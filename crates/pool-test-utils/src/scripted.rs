use async_trait::async_trait;
use parking_lot::Mutex;
use pool_catalog::{EntityLookup, ReferenceList, ReferenceListProvider};
use pool_model::{to_slug, EntityMatch, PoolError, PoolResult};
use std::collections::HashMap;
use std::time::Duration;
use tokio::time::Instant;

/// Lookup answering from a table keyed by slug; unknown slugs are `NotFound`.
#[derive(Debug, Default)]
pub struct ScriptedLookup {
    answers: Mutex<HashMap<String, PoolResult<EntityMatch>>>,
    delays: Mutex<HashMap<String, Duration>>,
    calls: Mutex<Vec<(String, Instant)>>,
}

impl ScriptedLookup {
    pub fn new() -> Self {
        Self::default()
    }

    pub fn with_entity(self, entity: EntityMatch) -> Self {
        self.answers
            .lock()
            .insert(entity.name.clone(), Ok(entity));
        self
    }

    pub fn with_error(self, query: &str, error: PoolError) -> Self {
        self.answers.lock().insert(to_slug(query), Err(error));
        self
    }

    /// Answer for `query` only after `delay` (tokio time)
    pub fn with_delay(self, query: &str, delay: Duration) -> Self {
        self.delays.lock().insert(to_slug(query), delay);
        self
    }

    /// Slugs looked up so far, in call order
    pub fn queries(&self) -> Vec<String> {
        self.calls.lock().iter().map(|(q, _)| q.clone()).collect()
    }

    /// Slugs with the tokio instant each call started at
    pub fn calls(&self) -> Vec<(String, Instant)> {
        self.calls.lock().clone()
    }

    pub fn call_count(&self) -> usize {
        self.calls.lock().len()
    }
}

#[async_trait]
impl EntityLookup for ScriptedLookup {
    async fn lookup(&self, query: &str) -> PoolResult<EntityMatch> {
        let slug = to_slug(query);
        self.calls.lock().push((slug.clone(), Instant::now()));

        let delay = self.delays.lock().get(&slug).copied();
        if let Some(delay) = delay {
            tokio::time::sleep(delay).await;
        }

        self.answers
            .lock()
            .get(&slug)
            .cloned()
            .unwrap_or_else(|| Err(PoolError::not_found("Pokemon not found")))
    }
}

/// List provider answering from a mutable table; unset lists fail with `Transport`.
#[derive(Debug, Default)]
pub struct ScriptedLists {
    lists: Mutex<HashMap<ReferenceList, PoolResult<Vec<String>>>>,
    calls: Mutex<HashMap<ReferenceList, usize>>,
}

impl ScriptedLists {
    pub fn new() -> Self {
        Self::default()
    }

    pub fn with_list(self, list: ReferenceList, names: &[&str]) -> Self {
        self.set(list, Ok(names.iter().map(|n| (*n).to_string()).collect()));
        self
    }

    pub fn set(&self, list: ReferenceList, result: PoolResult<Vec<String>>) {
        self.lists.lock().insert(list, result);
    }

    pub fn calls(&self, list: ReferenceList) -> usize {
        self.calls.lock().get(&list).copied().unwrap_or(0)
    }
}

#[async_trait]
impl ReferenceListProvider for ScriptedLists {
    async fn fetch_names(&self, list: ReferenceList) -> PoolResult<Vec<String>> {
        *self.calls.lock().entry(list).or_insert(0) += 1;
        tokio::task::yield_now().await;

        self.lists
            .lock()
            .get(&list)
            .cloned()
            .unwrap_or_else(|| Err(PoolError::transport(format!("List fetch failed: {list}"))))
    }
}
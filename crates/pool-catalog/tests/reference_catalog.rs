use pool_cache::{FileMedium, ManualClock, MemoryMedium, TtlCache};
use pool_catalog::{ReferenceCatalog, ReferenceList, REFERENCE_TTL};
use pool_model::{ErrorKind, PoolError};
use pool_test_utils::ScriptedLists;
use pretty_assertions::assert_eq;
use std::sync::Arc;
use std::time::Duration;

fn lists() -> Arc<ScriptedLists> {
    Arc::new(
        ScriptedLists::new()
            .with_list(ReferenceList::Pokemon, &["Bulbasaur", "Ivysaur"])
            .with_list(ReferenceList::Moves, &["Tackle", "Vine Whip"])
            .with_list(ReferenceList::Abilities, &["Overgrow"])
            .with_list(ReferenceList::Items, &["Leftovers"]),
    )
}

#[tokio::test]
async fn test_second_load_is_served_from_cache() {
    let provider = lists();
    let catalog = ReferenceCatalog::new(
        Arc::clone(&provider),
        TtlCache::with_clock(MemoryMedium::default(), ManualClock::default()),
    );

    let first = catalog.load(ReferenceList::Moves).await.unwrap();
    let second = catalog.load(ReferenceList::Moves).await.unwrap();

    assert_eq!(first, vec!["Tackle", "Vine Whip"]);
    assert_eq!(first, second);
    assert_eq!(provider.calls(ReferenceList::Moves), 1);
}

#[tokio::test]
async fn test_list_is_refetched_after_a_week() {
    let provider = lists();
    let clock = ManualClock::default();
    let catalog = ReferenceCatalog::new(
        Arc::clone(&provider),
        TtlCache::with_clock(MemoryMedium::default(), clock.clone()),
    );

    catalog.load(ReferenceList::Abilities).await.unwrap();
    clock.advance(REFERENCE_TTL - Duration::from_secs(1));
    catalog.load(ReferenceList::Abilities).await.unwrap();
    assert_eq!(provider.calls(ReferenceList::Abilities), 1);

    provider.set(ReferenceList::Abilities, Ok(vec!["Chlorophyll".to_string()]));
    clock.advance(Duration::from_secs(1));
    let refreshed = catalog.load(ReferenceList::Abilities).await.unwrap();

    assert_eq!(refreshed, vec!["Chlorophyll"]);
    assert_eq!(provider.calls(ReferenceList::Abilities), 2);
}

#[tokio::test]
async fn test_cache_survives_a_restart() {
    let dir = tempfile::tempdir().unwrap();
    let clock = ManualClock::default();

    let provider = lists();
    let catalog = ReferenceCatalog::new(
        Arc::clone(&provider),
        TtlCache::with_clock(FileMedium::new(dir.path()), clock.clone()),
    );
    catalog.load(ReferenceList::Pokemon).await.unwrap();
    drop(catalog);

    let restarted_provider = lists();
    let restarted = ReferenceCatalog::new(
        Arc::clone(&restarted_provider),
        TtlCache::with_clock(FileMedium::new(dir.path()), clock),
    );
    let names = restarted.load(ReferenceList::Pokemon).await.unwrap();

    assert_eq!(names, vec!["Bulbasaur", "Ivysaur"]);
    assert_eq!(restarted_provider.calls(ReferenceList::Pokemon), 0);
}

#[tokio::test]
async fn test_load_all_reports_each_list_independently() {
    let provider = lists();
    provider.set(
        ReferenceList::Items,
        Err(PoolError::transport("List fetch failed: items")),
    );
    let catalog = ReferenceCatalog::new(
        Arc::clone(&provider),
        TtlCache::with_clock(MemoryMedium::default(), ManualClock::default()),
    );

    let loaded = catalog.load_all().await;

    assert_eq!(loaded.names_or_empty(ReferenceList::Pokemon), ["Bulbasaur", "Ivysaur"]);
    assert_eq!(loaded.names_or_empty(ReferenceList::Moves), ["Tackle", "Vine Whip"]);
    assert_eq!(loaded.names_or_empty(ReferenceList::Abilities), ["Overgrow"]);
    assert!(loaded.names_or_empty(ReferenceList::Items).is_empty());
    assert_eq!(
        loaded.get(ReferenceList::Items).as_ref().unwrap_err().kind(),
        ErrorKind::Transport
    );
}

#[tokio::test]
async fn test_failed_fetch_is_not_cached() {
    let provider = lists();
    provider.set(ReferenceList::Moves, Err(PoolError::transport("offline")));
    let catalog = ReferenceCatalog::new(
        Arc::clone(&provider),
        TtlCache::with_clock(MemoryMedium::default(), ManualClock::default()),
    );

    assert!(catalog.load(ReferenceList::Moves).await.is_err());

    provider.set(ReferenceList::Moves, Ok(vec!["Tackle".to_string()]));
    assert_eq!(catalog.load(ReferenceList::Moves).await.unwrap(), vec!["Tackle"]);
    assert_eq!(provider.calls(ReferenceList::Moves), 2);
}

____________________

What you have to do.
Every entry should be output again exactly as written.

The completed task.
filename crates/pool-test-utils/src/scripted.rs
use async_trait::async_trait;
use parking_lot::Mutex;
use pool_catalog::{EntityLookup, ReferenceList, ReferenceListProvider};
use pool_model::{to_slug, EntityMatch, PoolError, PoolResult};
use std::collections::HashMap;
use std::time::Duration;
use tokio::time::Instant;

/// Lookup answering from a table keyed by slug; unknown slugs are `NotFound`.
#[derive(Debug, Default)]
pub struct ScriptedLookup {
    answers: Mutex<HashMap<String, PoolResult<EntityMatch>>>,
    delays: Mutex<HashMap<String, Duration>>,
    calls: Mutex<Vec<(String, Instant)>>,
}

impl ScriptedLookup {
    pub fn new() -> Self {
        Self::default()
    }

    pub fn with_entity(self, entity: EntityMatch) -> Self {
        self.answers
            .lock()
            .insert(entity.name.clone(), Ok(entity));
        self
    }

    pub fn with_error(self, query: &str, error: PoolError) -> Self {
        self.answers.lock().insert(to_slug(query), Err(error));
        self
    }

    /// Answer for `query` only after `delay` (tokio time)
    pub fn with_delay(self, query: &str, delay: Duration) -> Self {
        self.delays.lock().insert(to_slug(query), delay);
        self
    }

    /// Slugs looked up so far, in call order
    pub fn queries(&self) -> Vec<String> {
        self.calls.lock().iter().map(|(q, _)| q.clone()).collect()
    }

    /// Slugs with the tokio instant each call started at
    pub fn calls(&self) -> Vec<(String, Instant)> {
        self.calls.lock().clone()
    }

    pub fn call_count(&self) -> usize {
        self.calls.lock().len()
    }
}

#[async_trait]
impl EntityLookup for ScriptedLookup {
    async fn lookup(&self, query: &str) -> PoolResult<EntityMatch> {
        let slug = to_slug(query);
        self.calls.lock().push((slug.clone(), Instant::now()));

        let delay = self.delays.lock().get(&slug).copied();
        if let Some(delay) = delay {
            tokio::time::sleep(delay).await;
        }

        self.answers
            .lock()
            .get(&slug)
            .cloned()
            .unwrap_or_else(|| Err(PoolError::not_found("Pokemon not found")))
    }
}

/// List provider answering from a mutable table; unset lists fail with `Transport`.
#[derive(Debug, Default)]
pub struct ScriptedLists {
    lists: Mutex<HashMap<ReferenceList, PoolResult<Vec<String>>>>,
    calls: Mutex<HashMap<ReferenceList, usize>>,
}

impl ScriptedLists {
    pub fn new() -> Self {
        Self::default()
    }

    pub fn with_list(self, list: ReferenceList, names: &[&str]) -> Self {
        self.set(list, Ok(names.iter().map(|n| (*n).to_string()).collect()));
        self
    }

    pub fn set(&self, list: ReferenceList, result: PoolResult<Vec<String>>) {
        self.lists.lock().insert(list, result);
    }

    pub fn calls(&self, list: ReferenceList) -> usize {
        self.calls.lock().get(&list).copied().unwrap_or(0)
    }
}

#[async_trait]
impl ReferenceListProvider for ScriptedLists {
    async fn fetch_names(&self, list: ReferenceList) -> PoolResult<Vec<String>> {
        *self.calls.lock().entry(list).or_insert(0) += 1;
        tokio::task::yield_now().await;

        self.lists
            .lock()
            .get(&list)
            .cloned()
            .unwrap_or_else(|| Err(PoolError::transport(format!("List fetch failed: {list}"))))
    }
}
filename crates/pool-catalog/tests/reference_catalog.rs
use pool_cache::{FileMedium, ManualClock, MemoryMedium, TtlCache};
use pool_catalog::{ReferenceCatalog, ReferenceList, REFERENCE_TTL};
use pool_model::{ErrorKind, PoolError};
use pool_test_utils::ScriptedLists;
use pretty_assertions::assert_eq;
use std::sync::Arc;
use std::time::Duration;

fn lists() -> Arc<ScriptedLists> {
    Arc::new(
        ScriptedLists::new()
            .with_list(ReferenceList::Pokemon, &["Bulbasaur", "Ivysaur"])
            .with_list(ReferenceList::Moves, &["Tackle", "Vine Whip"])
            .with_list(ReferenceList::Abilities, &["Overgrow"])
            .with_list(ReferenceList::Items, &["Leftovers"]),
    )
}

#[tokio::test]
async fn test_second_load_is_served_from_cache() {
    let provider = lists();
    let catalog = ReferenceCatalog::new(
        Arc::clone(&provider),
        TtlCache::with_clock(MemoryMedium::default(), ManualClock::default()),
    );

    let first = catalog.load(ReferenceList::Moves).await.unwrap();
    let second = catalog.load(ReferenceList::Moves).await.unwrap();

    assert_eq!(first, vec!["Tackle", "Vine Whip"]);
    assert_eq!(first, second);
    assert_eq!(provider.calls(ReferenceList::Moves), 1);
}

#[tokio::test]
async fn test_list_is_refetched_after_a_week() {
    let provider = lists();
    let clock = ManualClock::default();
    let catalog = ReferenceCatalog::new(
        Arc::clone(&provider),
        TtlCache::with_clock(MemoryMedium::default(), clock.clone()),
    );

    catalog.load(ReferenceList::Abilities).await.unwrap();
    clock.advance(REFERENCE_TTL - Duration::from_secs(1));
    catalog.load(ReferenceList::Abilities).await.unwrap();
    assert_eq!(provider.calls(ReferenceList::Abilities), 1);

    provider.set(ReferenceList::Abilities, Ok(vec!["Chlorophyll".to_string()]));
    clock.advance(Duration::from_secs(1));
    let refreshed = catalog.load(ReferenceList::Abilities).await.unwrap();

    assert_eq!(refreshed, vec!["Chlorophyll"]);
    assert_eq!(provider.calls(ReferenceList::Abilities), 2);
}

#[tokio::test]
async fn test_cache_survives_a_restart() {
    let dir = tempfile::tempdir().unwrap();
    let clock = ManualClock::default();

    let provider = lists();
    let catalog = ReferenceCatalog::new(
        Arc::clone(&provider),
        TtlCache::with_clock(FileMedium::new(dir.path()), clock.clone()),
    );
    catalog.load(ReferenceList::Pokemon).await.unwrap();
    drop(catalog);

    let restarted_provider = lists();
    let restarted = ReferenceCatalog::new(
        Arc::clone(&restarted_provider),
        TtlCache::with_clock(FileMedium::new(dir.path()), clock),
    );
    let names = restarted.load(ReferenceList::Pokemon).await.unwrap();

    assert_eq!(names, vec!["Bulbasaur", "Ivysaur"]);
    assert_eq!(restarted_provider.calls(ReferenceList::Pokemon), 0);
}

#[tokio::test]
async fn test_load_all_reports_each_list_independently() {
    let provider = lists();
    provider.set(
        ReferenceList::Items,
        Err(PoolError::transport("List fetch failed: items")),
    );
    let catalog = ReferenceCatalog::new(
        Arc::clone(&provider),
        TtlCache::with_clock(MemoryMedium::default(), ManualClock::default()),
    );

    let loaded = catalog.load_all().await;

    assert_eq!(loaded.names_or_empty(ReferenceList::Pokemon), ["Bulbasaur", "Ivysaur"]);
    assert_eq!(loaded.names_or_empty(ReferenceList::Moves), ["Tackle", "Vine Whip"]);
    assert_eq!(loaded.names_or_empty(ReferenceList::Abilities), ["Overgrow"]);
    assert!(loaded.names_or_empty(ReferenceList::Items).is_empty());
    assert_eq!(
        loaded.get(ReferenceList::Items).as_ref().unwrap_err().kind(),
        ErrorKind::Transport
    );
}

#[tokio::test]
async fn test_failed_fetch_is_not_cached() {
    let provider = lists();
    provider.set(ReferenceList::Moves, Err(PoolError::transport("offline")));
    let catalog = ReferenceCatalog::new(
        Arc::clone(&provider),
        TtlCache::with_clock(MemoryMedium::default(), ManualClock::default()),
    );

    assert!(catalog.load(ReferenceList::Moves).await.is_err());

    provider.set(ReferenceList::Moves, Ok(vec!["Tackle".to_string()]));
    assert_eq!(catalog.load(ReferenceList::Moves).await.unwrap(), vec!["Tackle"]);
    assert_eq!(provider.calls(ReferenceList::Moves), 2);
}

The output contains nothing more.